### EXERCISE DESCRIPTION:
Return every line in the entries below where the word "list" shows up.

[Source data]
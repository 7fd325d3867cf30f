//! # spark-bind
//!
//! Declarative binding runtime for imperative, delegate-based UI toolkits.
//!
//! Built on [spark-signals](https://github.com/RLabs-Inc/spark-signals) for
//! reactive value streams.
//!
//! ## Architecture
//!
//! An instance is described by an ordered list of bindings, each tagged with
//! *when* it takes effect. A binder turns that list into a configured live
//! instance plus one disposable [`Lifetime`]:
//!
//! ```text
//! [Binding] → prepare → construct → install delegates → apply → Lifetime
//! ```
//!
//! Platform instances can't be extended with fields, so runtime state lives
//! in identity-keyed side tables (registry and storage), like every other
//! piece of per-instance state.
//!
//! ## Modules
//!
//! - [`types`] - Core types (InstanceId, ControlState, ControlScope, Animation)
//! - [`engine`] - Instance registry and per-instance storage
//! - [`binding`] - Timing primitives, value streams, the binder state machine
//! - [`delegate`] - Dynamic delegate multiplexer
//! - [`diff`] - Scoped value and collection differs
//! - [`lifetime`] - Disposable handles and aggregation
//! - [`config`] / [`error`] - Runtime configuration and misuse errors

pub mod binding;
pub mod config;
pub mod delegate;
pub mod diff;
pub mod engine;
pub mod error;
pub mod lifetime;
pub mod types;

// Re-export commonly used items
pub use types::*;

pub use engine::{
    allocate_instance, create_storage, instance_label, is_live, live_count, live_instances, on_destroy,
    release_instance, reset_registry, storage, storage_count, Registration, Storage,
};

pub use binding::{
    apply_constructed, apply_dynamic, apply_notification, apply_output, apply_streamed, apply_synchronous,
    Binder, Binding, BindingKind, Bound, Built, Constructed, Constructor, Dynamic, EventStream, LiveInstance,
    NoBinding, Output, PrepareContext, Prepared, Preparer, Root, Source, Streamed, Synchronous,
};

pub use delegate::{delegate_phase, AnyDelegate, DelegateMethod, DelegatePhase, HandlerMode, Multiplexer};

pub use diff::{
    apply_mutation, apply_scoped, apply_scoped_binding, apply_section_mutation, apply_sections,
    apply_sections_binding, apply_subrange, apply_subrange_binding, diff_scoped, Change, IndexSet,
    LiveCollection, LiveSections, ScopedValues, Section, SectionMutation, SectionedState, SubrangeMutation,
    SubrangeState,
};

pub use config::{config, reset_config, set_config, RuntimeConfig};
pub use error::{fail_fast, BindingError};
pub use lifetime::{aggregate, AggregateLifetime, Cleanup, Lifetime};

### FINAL ANSWER:
//! An instance is described by an ordered list of bindings, each tagged with
//! *when* it takes effect. A binder turns that list into a configured live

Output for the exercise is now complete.